▸ GIVEN RECORDS

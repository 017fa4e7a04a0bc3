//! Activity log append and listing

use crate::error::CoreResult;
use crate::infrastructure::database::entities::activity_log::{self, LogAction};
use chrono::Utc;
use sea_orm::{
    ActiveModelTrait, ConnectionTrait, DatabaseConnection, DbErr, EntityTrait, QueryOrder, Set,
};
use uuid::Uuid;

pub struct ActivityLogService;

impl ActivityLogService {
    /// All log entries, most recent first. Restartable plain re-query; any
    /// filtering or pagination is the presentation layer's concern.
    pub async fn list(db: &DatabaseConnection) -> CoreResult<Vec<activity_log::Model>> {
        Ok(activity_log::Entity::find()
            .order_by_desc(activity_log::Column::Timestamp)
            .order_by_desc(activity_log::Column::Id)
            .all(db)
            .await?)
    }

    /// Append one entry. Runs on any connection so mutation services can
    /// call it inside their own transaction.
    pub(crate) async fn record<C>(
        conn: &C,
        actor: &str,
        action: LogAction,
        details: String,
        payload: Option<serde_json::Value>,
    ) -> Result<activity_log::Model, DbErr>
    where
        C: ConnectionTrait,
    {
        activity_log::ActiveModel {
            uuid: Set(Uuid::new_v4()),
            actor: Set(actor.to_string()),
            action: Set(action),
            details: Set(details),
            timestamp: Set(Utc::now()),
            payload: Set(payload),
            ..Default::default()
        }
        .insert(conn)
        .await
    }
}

--

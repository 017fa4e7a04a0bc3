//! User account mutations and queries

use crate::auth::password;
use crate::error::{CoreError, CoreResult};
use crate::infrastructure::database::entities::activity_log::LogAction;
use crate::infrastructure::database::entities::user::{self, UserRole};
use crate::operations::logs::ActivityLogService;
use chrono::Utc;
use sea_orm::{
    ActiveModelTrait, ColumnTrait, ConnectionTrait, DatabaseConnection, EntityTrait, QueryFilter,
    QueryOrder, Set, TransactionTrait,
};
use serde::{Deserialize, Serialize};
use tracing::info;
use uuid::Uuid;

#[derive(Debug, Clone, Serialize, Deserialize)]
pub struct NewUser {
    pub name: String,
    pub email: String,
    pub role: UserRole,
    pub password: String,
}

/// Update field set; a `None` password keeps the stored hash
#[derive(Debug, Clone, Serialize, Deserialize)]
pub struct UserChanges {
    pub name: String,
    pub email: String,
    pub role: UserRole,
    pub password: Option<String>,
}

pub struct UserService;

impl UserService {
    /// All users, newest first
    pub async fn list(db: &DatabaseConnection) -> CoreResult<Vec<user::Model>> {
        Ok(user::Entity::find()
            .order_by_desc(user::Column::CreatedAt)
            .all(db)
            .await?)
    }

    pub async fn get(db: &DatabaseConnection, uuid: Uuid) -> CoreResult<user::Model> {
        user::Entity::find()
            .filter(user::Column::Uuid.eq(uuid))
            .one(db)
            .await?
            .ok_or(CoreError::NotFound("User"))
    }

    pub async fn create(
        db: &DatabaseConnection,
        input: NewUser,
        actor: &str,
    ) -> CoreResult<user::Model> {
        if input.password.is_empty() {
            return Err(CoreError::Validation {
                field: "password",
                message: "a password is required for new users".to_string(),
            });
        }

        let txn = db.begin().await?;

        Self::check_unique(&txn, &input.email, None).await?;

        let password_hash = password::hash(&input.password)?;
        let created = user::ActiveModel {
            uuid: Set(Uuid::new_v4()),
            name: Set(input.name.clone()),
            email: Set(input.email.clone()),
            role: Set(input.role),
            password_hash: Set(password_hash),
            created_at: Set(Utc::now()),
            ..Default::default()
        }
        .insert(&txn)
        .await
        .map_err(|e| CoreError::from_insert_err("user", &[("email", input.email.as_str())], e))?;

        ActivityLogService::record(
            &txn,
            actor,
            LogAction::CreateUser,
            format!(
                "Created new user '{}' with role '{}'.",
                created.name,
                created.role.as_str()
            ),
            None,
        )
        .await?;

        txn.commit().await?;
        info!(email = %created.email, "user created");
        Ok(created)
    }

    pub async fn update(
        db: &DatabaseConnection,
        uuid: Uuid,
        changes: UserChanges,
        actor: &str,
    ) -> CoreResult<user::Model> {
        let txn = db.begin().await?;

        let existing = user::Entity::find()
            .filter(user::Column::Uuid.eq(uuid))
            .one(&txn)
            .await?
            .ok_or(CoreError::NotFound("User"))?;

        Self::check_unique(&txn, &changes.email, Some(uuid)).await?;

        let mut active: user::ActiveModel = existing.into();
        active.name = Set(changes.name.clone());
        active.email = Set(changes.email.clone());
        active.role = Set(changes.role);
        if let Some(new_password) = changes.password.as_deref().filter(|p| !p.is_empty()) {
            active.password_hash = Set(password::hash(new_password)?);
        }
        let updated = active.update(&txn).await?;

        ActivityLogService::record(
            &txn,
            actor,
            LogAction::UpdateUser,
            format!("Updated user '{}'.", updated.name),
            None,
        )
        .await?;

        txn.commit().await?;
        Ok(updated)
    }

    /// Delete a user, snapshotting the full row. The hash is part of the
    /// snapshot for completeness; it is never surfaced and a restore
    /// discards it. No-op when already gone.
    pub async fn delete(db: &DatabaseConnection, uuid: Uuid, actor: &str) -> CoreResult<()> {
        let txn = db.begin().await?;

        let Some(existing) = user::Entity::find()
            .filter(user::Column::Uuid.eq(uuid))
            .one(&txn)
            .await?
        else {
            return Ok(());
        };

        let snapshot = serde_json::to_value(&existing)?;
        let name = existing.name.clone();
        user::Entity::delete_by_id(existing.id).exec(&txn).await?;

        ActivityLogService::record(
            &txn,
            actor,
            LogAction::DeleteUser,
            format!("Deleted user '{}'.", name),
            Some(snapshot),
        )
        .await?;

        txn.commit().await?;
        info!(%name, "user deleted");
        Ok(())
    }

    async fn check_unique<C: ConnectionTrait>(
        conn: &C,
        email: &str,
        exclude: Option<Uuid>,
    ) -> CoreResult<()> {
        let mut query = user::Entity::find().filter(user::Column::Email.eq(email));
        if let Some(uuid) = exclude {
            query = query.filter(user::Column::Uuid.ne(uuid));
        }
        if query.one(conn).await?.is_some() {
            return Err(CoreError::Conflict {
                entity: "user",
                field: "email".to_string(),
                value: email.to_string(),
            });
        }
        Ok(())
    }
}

---

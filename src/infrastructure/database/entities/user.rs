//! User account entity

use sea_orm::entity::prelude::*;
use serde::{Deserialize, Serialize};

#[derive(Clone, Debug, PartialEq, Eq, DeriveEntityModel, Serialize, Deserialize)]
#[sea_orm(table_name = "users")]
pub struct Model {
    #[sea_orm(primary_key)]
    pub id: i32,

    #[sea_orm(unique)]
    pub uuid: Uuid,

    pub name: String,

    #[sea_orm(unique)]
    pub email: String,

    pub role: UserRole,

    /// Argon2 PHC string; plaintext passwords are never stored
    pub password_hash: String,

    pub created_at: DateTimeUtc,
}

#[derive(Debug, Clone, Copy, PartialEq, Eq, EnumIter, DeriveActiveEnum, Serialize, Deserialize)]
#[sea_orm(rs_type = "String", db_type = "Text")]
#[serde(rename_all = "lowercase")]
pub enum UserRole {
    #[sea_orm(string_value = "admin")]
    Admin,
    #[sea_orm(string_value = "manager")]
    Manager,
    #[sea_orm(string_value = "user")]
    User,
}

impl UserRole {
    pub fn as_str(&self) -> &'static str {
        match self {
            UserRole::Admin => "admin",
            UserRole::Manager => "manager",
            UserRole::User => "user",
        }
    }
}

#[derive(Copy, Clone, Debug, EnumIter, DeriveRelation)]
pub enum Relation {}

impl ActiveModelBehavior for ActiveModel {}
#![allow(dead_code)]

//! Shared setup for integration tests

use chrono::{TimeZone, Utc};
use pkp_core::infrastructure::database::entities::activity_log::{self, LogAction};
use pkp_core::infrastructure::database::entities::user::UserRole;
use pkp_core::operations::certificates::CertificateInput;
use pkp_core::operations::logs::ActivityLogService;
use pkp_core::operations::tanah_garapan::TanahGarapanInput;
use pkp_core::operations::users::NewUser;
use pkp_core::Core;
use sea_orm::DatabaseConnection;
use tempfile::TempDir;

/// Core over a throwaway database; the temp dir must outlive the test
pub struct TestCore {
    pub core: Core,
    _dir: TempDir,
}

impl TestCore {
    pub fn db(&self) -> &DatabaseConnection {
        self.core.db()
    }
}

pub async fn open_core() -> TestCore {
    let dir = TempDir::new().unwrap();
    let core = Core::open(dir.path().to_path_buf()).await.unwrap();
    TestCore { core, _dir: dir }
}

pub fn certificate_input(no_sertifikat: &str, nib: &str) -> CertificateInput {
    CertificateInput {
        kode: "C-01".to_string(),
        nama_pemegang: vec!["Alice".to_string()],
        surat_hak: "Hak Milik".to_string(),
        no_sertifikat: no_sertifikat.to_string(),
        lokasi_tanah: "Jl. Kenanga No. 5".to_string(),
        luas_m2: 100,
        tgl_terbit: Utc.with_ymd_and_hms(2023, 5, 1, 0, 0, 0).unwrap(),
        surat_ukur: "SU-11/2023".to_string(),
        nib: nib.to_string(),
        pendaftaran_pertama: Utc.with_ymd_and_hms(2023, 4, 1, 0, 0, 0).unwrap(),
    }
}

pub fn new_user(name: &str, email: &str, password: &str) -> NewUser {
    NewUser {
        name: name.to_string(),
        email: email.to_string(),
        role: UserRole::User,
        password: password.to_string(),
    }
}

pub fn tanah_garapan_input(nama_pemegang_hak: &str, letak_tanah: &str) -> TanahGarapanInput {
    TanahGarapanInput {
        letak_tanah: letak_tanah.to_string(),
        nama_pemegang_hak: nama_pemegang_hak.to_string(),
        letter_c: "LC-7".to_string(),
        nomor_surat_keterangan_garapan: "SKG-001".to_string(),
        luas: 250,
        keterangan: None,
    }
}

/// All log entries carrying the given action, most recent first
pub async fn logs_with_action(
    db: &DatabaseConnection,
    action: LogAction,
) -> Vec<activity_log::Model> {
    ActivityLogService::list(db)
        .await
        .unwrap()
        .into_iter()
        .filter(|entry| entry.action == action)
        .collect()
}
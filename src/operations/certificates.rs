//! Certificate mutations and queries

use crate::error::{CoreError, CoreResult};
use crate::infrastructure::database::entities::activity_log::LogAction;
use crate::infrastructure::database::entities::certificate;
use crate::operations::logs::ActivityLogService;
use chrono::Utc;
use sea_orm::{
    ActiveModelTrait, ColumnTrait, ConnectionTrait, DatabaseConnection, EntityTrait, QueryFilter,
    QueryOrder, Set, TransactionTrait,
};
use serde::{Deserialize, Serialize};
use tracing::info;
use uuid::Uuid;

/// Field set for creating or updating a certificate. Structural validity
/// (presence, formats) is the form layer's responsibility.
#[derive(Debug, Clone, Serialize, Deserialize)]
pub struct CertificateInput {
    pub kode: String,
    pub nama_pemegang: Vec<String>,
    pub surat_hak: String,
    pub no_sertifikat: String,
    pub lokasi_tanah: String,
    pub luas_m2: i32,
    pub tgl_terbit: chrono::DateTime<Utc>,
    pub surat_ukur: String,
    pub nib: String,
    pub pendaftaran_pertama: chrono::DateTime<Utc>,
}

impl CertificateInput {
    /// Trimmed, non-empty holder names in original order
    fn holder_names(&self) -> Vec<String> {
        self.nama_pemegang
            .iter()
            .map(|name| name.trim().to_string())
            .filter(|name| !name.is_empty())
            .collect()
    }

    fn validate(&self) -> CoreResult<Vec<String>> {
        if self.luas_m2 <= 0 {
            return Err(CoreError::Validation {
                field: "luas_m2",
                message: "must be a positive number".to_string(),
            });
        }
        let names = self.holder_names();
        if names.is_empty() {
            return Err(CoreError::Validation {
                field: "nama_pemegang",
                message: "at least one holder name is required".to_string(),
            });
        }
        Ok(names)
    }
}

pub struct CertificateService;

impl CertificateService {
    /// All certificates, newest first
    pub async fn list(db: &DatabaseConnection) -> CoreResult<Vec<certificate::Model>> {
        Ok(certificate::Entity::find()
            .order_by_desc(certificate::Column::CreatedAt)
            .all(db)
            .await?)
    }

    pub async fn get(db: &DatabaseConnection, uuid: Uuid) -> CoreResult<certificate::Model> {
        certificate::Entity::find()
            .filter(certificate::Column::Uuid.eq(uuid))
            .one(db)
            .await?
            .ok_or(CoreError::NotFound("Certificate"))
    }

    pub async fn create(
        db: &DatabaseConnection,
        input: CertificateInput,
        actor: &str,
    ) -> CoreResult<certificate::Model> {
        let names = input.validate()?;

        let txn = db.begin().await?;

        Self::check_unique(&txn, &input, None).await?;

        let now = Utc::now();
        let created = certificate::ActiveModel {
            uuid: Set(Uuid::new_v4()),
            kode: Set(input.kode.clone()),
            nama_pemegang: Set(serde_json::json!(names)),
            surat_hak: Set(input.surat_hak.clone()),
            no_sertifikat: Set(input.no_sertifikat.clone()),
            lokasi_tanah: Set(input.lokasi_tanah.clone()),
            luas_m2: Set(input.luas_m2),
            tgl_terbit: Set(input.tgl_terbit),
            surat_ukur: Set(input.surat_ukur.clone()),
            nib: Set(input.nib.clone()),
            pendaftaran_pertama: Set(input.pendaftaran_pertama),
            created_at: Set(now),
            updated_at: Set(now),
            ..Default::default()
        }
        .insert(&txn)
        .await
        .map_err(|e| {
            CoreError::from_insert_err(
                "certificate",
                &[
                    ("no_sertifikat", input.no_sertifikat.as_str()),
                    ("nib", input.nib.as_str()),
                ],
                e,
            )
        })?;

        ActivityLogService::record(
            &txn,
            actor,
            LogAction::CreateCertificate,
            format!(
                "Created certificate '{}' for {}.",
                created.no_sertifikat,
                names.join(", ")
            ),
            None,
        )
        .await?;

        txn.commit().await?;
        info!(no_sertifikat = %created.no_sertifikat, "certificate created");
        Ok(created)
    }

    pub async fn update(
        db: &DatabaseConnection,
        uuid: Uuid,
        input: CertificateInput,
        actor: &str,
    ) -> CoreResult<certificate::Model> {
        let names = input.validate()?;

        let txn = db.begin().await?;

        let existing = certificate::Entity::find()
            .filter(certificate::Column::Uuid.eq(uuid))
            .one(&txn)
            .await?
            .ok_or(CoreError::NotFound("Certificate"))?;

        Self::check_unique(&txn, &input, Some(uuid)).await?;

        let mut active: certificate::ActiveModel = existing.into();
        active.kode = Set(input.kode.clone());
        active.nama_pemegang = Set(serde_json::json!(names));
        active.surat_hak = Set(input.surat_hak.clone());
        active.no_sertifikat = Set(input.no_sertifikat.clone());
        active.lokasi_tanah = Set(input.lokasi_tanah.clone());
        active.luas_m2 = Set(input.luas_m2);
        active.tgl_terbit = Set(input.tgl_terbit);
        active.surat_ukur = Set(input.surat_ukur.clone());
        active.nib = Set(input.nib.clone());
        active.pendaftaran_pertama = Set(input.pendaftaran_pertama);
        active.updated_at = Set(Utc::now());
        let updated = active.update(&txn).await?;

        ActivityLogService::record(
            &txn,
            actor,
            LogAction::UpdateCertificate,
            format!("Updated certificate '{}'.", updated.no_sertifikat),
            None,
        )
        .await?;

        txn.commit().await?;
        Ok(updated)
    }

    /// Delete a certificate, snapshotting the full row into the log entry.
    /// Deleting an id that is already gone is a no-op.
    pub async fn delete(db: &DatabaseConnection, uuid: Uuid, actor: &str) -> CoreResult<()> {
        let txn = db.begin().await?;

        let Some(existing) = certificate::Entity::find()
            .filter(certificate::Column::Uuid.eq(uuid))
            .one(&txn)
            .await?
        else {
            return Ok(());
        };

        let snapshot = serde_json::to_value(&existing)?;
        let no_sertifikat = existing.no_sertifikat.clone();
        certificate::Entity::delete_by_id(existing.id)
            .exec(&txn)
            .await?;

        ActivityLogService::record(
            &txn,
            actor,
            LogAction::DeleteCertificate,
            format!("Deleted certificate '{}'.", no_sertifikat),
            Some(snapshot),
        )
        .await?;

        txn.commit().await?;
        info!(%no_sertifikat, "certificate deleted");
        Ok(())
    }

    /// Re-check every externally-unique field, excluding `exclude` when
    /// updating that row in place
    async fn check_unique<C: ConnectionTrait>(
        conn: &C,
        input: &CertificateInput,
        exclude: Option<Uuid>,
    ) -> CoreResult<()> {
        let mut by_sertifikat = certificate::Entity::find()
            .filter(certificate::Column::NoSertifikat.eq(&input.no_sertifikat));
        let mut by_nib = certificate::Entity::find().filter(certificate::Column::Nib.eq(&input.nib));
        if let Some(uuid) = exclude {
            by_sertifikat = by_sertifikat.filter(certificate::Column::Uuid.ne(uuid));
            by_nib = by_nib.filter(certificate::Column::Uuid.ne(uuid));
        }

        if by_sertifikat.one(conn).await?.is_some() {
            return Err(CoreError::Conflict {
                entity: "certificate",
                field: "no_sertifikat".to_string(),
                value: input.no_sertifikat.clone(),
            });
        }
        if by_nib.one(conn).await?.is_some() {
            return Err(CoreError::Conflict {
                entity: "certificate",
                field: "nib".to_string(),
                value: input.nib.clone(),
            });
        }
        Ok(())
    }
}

▸ ACTION ITEM
Of the records above, copy each line that includes "TestCore".

▸ RESPONSE TO THE TASK
pub struct TestCore {
impl TestCore {
pub async fn open_core() -> TestCore {
    TestCore { core, _dir: dir }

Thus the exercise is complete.